Jauh di masa lalu, ada seorang anak lelaki yang selalu mendapat kekerasan dari ayahnya sampai dia merasa minder dalam lingkungan sosialnya. Tetapi sang ibu memberinya motivasi yang membuatnya ingin membuktikan bahwa kelak dirinya akan menjadi orang yang dihormati. Benar, dia menjadi sarjana cum laude dan di ujung kariernya duduk sebagai Presiden Amerika Serikat. Dialah Bill Clinton.

Hal yang hendak digarisbawahi bukanlah semata perjuangannya yang mengagumkan, tetapi kecemasannya menjelang turun dari kursi presiden. Ia khawatir tak akan sanggup menghidupi keluarganya dengan tingginya pajak dan biaya hidup di Amerika bila negara tak lagi menjamin.
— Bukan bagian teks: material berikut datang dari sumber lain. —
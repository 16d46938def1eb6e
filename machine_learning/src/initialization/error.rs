use std::{
    error::Error,
    fmt::{self, Display},
};

use rand_distr::uniform::Error as UniformError;

/// The result type of the `RandParamGen` constructors.
pub type Result<T> = std::result::Result<T, RandErr>;

/// Why a weight distribution couldn't be built.
#[derive(Debug)]
pub enum RandErr {
    /// The bounds leave no value to draw, or aren't numbers at all.
    EmptyRange { low: f32, high: f32 },
    Distribution(UniformError),
}

impl Display for RandErr {
    fn fmt(&self, f: &mut fmt::Formatter<'_>) -> fmt::Result {
        match self {
            RandErr::EmptyRange { low, high } => {
                write!(f, "no weights can be drawn between {low} and {high}")
            }
            RandErr::Distribution(e) => write!(f, "{e}"),
        }
    }
}

impl Error for RandErr {
    fn source(&self) -> Option<&(dyn Error + 'static)> {
        match self {
            RandErr::Distribution(e) => Some(e),
            RandErr::EmptyRange { .. } => None,
        }
    }
}

impl From<UniformError> for RandErr {
    fn from(value: UniformError) -> Self {
        Self::Distribution(value)
    }
}
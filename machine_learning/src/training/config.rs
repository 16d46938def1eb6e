use std::num::NonZeroUsize;

/// The stop criteria and batching of a `Trainer`.
#[derive(Debug, Clone, Copy, PartialEq)]
pub struct TrainerConfig {
    /// Training stops as soon as the epoch error is less than or equal to this value.
    pub min_error: f32,
    /// Training stops after this many epochs.
    pub max_steps: usize,
    pub batch_size: NonZeroUsize,
    /// Whether to shuffle the cases before each epoch.
    pub shuffle: bool,
}

impl Default for TrainerConfig {
    fn default() -> Self {
        Self {
            min_error: 0.01,
            max_steps: 10_000,
            batch_size: NonZeroUsize::MIN,
            shuffle: false,
        }
    }
}
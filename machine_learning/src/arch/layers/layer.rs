use ndarray::{ArrayView2, ArrayViewMut2};

use super::Dense;
use crate::{Result, arch::activations::ActFn};

#[derive(Clone, Debug)]
pub enum Layer {
    Dense(Dense),
}
use Layer::*;

impl Layer {
    pub fn dense(dim: (usize, usize), act_fn: Option<ActFn>) -> Self {
        Self::Dense(Dense::new(dim, act_fn))
    }

    /// Returns the amount of parameters of this layer.
    pub fn size(&self) -> usize {
        match self {
            Dense(l) => l.size(),
        }
    }

    /// Returns the `(inputs, outputs)` dimension of this layer.
    pub fn dim(&self) -> (usize, usize) {
        match self {
            Dense(l) => l.dim(),
        }
    }

    pub fn forward(&mut self, params: &[f32], x: ArrayView2<f32>) -> Result<ArrayView2<'_, f32>> {
        match self {
            Dense(l) => l.forward(params, x),
        }
    }

    pub fn backward(
        &mut self,
        params: &[f32],
        grad: &mut [f32],
        d: ArrayViewMut2<f32>,
    ) -> Result<ArrayViewMut2<'_, f32>> {
        match self {
            Dense(l) => l.backward(params, grad, d),
        }
    }
}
Tetapi, buku biografinya yang laku keras mendatangkan royalti untuk menjalani hidup sebagai mantan presiden.

Apa pesan moral yang didapat dari contoh-contoh di atas? Korupsi di Indonesia telah membuat seorang pejabat memiliki kekayaan yang melebihi pendapatan resmi dari jabatannya. Ini menunjukkan bahwakursi” yang diperjuangkan secara habis-habisan bukan untuk kepentingan rakyat, meskipun dalam pidato kampanye berbusa-busa selalu atas nama rakyat.
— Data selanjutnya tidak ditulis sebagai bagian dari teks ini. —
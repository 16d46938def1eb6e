use super::{ParamGen, param_gen::Quota};

/// Yields the same value until its quota runs out, useful to get predictable weights.
#[derive(Debug, Clone)]
pub struct ConstParamGen {
    value: f32,
    quota: Quota,
}

impl ConstParamGen {
    /// Creates a generator yielding `value` at most `limit` times.
    pub fn new(value: f32, limit: usize) -> Self {
        Self {
            value,
            quota: Quota::new(limit),
        }
    }
}

impl ParamGen for ConstParamGen {
    fn sample(&mut self, n: usize) -> Option<Vec<f32>> {
        let granted = self.quota.take(n)?;
        Some(vec![self.value; granted])
    }
}

#[cfg(test)]
mod tests {
    use super::*;
    use crate::MlErr;

    #[test]
    fn zero_limit_yields_nothing() {
        assert_eq!(ConstParamGen::new(0.5, 0).sample(3), None);
    }

    #[test]
    fn samples_are_cut_at_the_limit() {
        let mut param_gen = ConstParamGen::new(-0.25, 5);

        assert_eq!(param_gen.sample(2), Some(vec![-0.25; 2]));
        assert_eq!(param_gen.sample(4), Some(vec![-0.25; 3]));
        assert_eq!(param_gen.sample(1), None);
    }

    #[test]
    fn fills_a_whole_layer() {
        let mut weights = [0.; 6];
        ConstParamGen::new(0.1, 6).fill(&mut weights).unwrap();

        assert!(weights.iter().all(|&w| w == 0.1));
    }

    #[test]
    fn short_generators_fail_to_fill() {
        let mut weights = [0.; 4];
        let err = ConstParamGen::new(2., 3).fill(&mut weights).unwrap_err();

        assert!(matches!(
            err,
            MlErr::ParamGenExhausted {
                got: 3,
                expected: 4
            }
        ));
    }
}
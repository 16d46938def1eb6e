//! Cases files hold one case per line as whitespace separated numbers. They are used for the
//! activations, the truths and the outputs of a perceptron.

use std::{fmt::Write as _, fs, path::Path};

use crate::{OrchestratorError, Result};

/// Parses the numbers of a single line.
pub(crate) fn parse_row(line: usize, text: &str) -> Result<Vec<f32>> {
    text.split_whitespace()
        .map(|token| {
            token
                .parse()
                .map_err(|_| OrchestratorError::parse(line, format!("invalid number {token:?}")))
        })
        .collect()
}

/// Parses every non blank line of `text` as a case.
pub fn parse_cases(text: &str) -> Result<Vec<Vec<f32>>> {
    text.lines()
        .enumerate()
        .filter(|(_, line)| !line.trim().is_empty())
        .map(|(i, line)| parse_row(i + 1, line))
        .collect()
}

/// Reads the cases of the file at `path`.
pub fn read_cases<P: AsRef<Path>>(path: P) -> Result<Vec<Vec<f32>>> {
    let path = path.as_ref();
    let text = fs::read_to_string(path).map_err(OrchestratorError::io(path))?;

    parse_cases(&text).map_err(|e| e.in_file(path))
}

/// Formats `rows` one case per line.
pub fn render_cases<I>(rows: I) -> String
where
    I: IntoIterator,
    I::Item: AsRef<[f32]>,
{
    let mut text = String::new();

    for row in rows {
        push_row(&mut text, row.as_ref());
        text.push('\n');
    }

    text
}

/// Creates or truncates the file at `path` and writes `rows` into it.
pub fn write_cases<P, I>(path: P, rows: I) -> Result<()>
where
    P: AsRef<Path>,
    I: IntoIterator,
    I::Item: AsRef<[f32]>,
{
    let path = path.as_ref();
    fs::write(path, render_cases(rows)).map_err(OrchestratorError::io(path))
}

pub(crate) fn push_row(text: &mut String, row: &[f32]) {
    for (i, v) in row.iter().enumerate() {
        if i > 0 {
            text.push(' ');
        }

        let _ = write!(text, "{v}");
    }
}

#[cfg(test)]
mod tests {
    use super::*;

    #[test]
    fn blank_lines_are_skipped() {
        let cases = parse_cases("0 1\n\n  1\t0  \n").unwrap();
        assert_eq!(cases, vec![vec![0., 1.], vec![1., 0.]]);
    }

    #[test]
    fn bad_numbers_report_their_line() {
        let err = parse_cases("0 1\n\n1 x\n").unwrap_err();
        assert!(matches!(err, OrchestratorError::Parse { line: 3, .. }), "{err}");
    }

    #[test]
    fn rendered_cases_parse_back() {
        let rows = vec![vec![0.25, 1.], vec![0.1, -3.5]];
        let text = render_cases(&rows);

        assert_eq!(text, "0.25 1\n0.1 -3.5\n");
        assert_eq!(parse_cases(&text).unwrap(), rows);
    }

    #[test]
    fn files_round_trip() {
        let dir = tempfile::tempdir().unwrap();
        let path = dir.path().join("cases.txt");
        let rows = [[0.5f32, 0.75]];

        write_cases(&path, rows).unwrap();
        assert_eq!(read_cases(&path).unwrap(), vec![vec![0.5, 0.75]]);
    }

    #[test]
    fn missing_files_name_the_path() {
        let err = read_cases("/definitely/not/here.txt").unwrap_err();
        assert!(err.to_string().starts_with("/definitely/not/here.txt"));
    }
}
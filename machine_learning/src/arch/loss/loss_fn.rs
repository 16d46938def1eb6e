use ndarray::{Array2, ArrayView2};

pub trait LossFn {
    /// The loss of a whole batch.
    fn loss(&self, y_pred: ArrayView2<f32>, y: ArrayView2<f32>) -> f32;

    /// The derivative of `loss` with respect to each prediction.
    fn loss_prime(&self, y_pred: ArrayView2<f32>, y: ArrayView2<f32>) -> Array2<f32>;
}
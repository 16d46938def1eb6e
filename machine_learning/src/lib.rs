pub mod arch;
pub mod dataset;
pub mod error;
pub mod initialization;
pub mod optimization;
pub mod training;

pub use error::{MlErr, Result};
Dulu, mungkin, seorang koruptor akan malu-malu menunjukkan hasil korupsinya kepada khalayak, sehingga lebih senang tersimpan dalam bentuk deposito bank. Kini semua tampak transparan dan terang-terangan (dalam arti negatif), para petinggi negara sampai ke tingkat jabatan pelaksana, dengan istilahberjamaah”, sama-sama menjarah kekayaan negara yang notabene berasal dari pajak rakyat.

Mari kita lihat contoh menarik. Pernah ada seorang tentara dengan pangkat di bawah perwira. Suatu hari rumahnya kecurian. Ketika melapor kepada polisi, disebutkan barang-barang yang hilang meliputi benda-benda dengan harga mahal, termasuk sebuah mobil yang tak akan sanggup dibeli dengan gajinya selama bertahun-tahun. Boleh jadi harta itu merupakan hibah dari orang tuanya yang kaya raya.

Contoh lain, seorang jaksa mampu menjadi anggota klub golf dan beberapa kali main golf di luar negeri. Kita yang awam saja bisa menghitung, berapa harga satu set alat golf dengan kualitas terbaik, berapa iuran menjadi anggota sebuah klub golf, berapa biaya bertandang main ke mancanegara. Mengapa kita seperti orang yang tidak rasional ketika menghadapi kenyataan yang tak perlu disangsikan ini? Apakah tidak etis bila menanyakan asal-usul seluruh biaya entertainment dalam penyidikan perkara bagi tersangka penyeleweng uang negara? Bukankah hitung-hitungannya sangat sederhana?

Dari yang sederhana dibuat pelik, dari yang jelas dibuat kabur, dari yang mudah dibuat sulit; hal itu terjadi berulang-ulang dan tak tuntas; telah membuat rakyat kian tidak percaya. Keruntuhan kepercayaan itu mula-mula kecil saja, namun lambat-laun serupa bola salju karena keadilan yang ditunggu-tunggu tak kunjung sampai. Justru kenyataan akhir-akhir ini membuktikan bahwa para penegak hukum, wakil Tuhan di Bumi dalam urusan sebagai penegak keadilan, juga bermain uang.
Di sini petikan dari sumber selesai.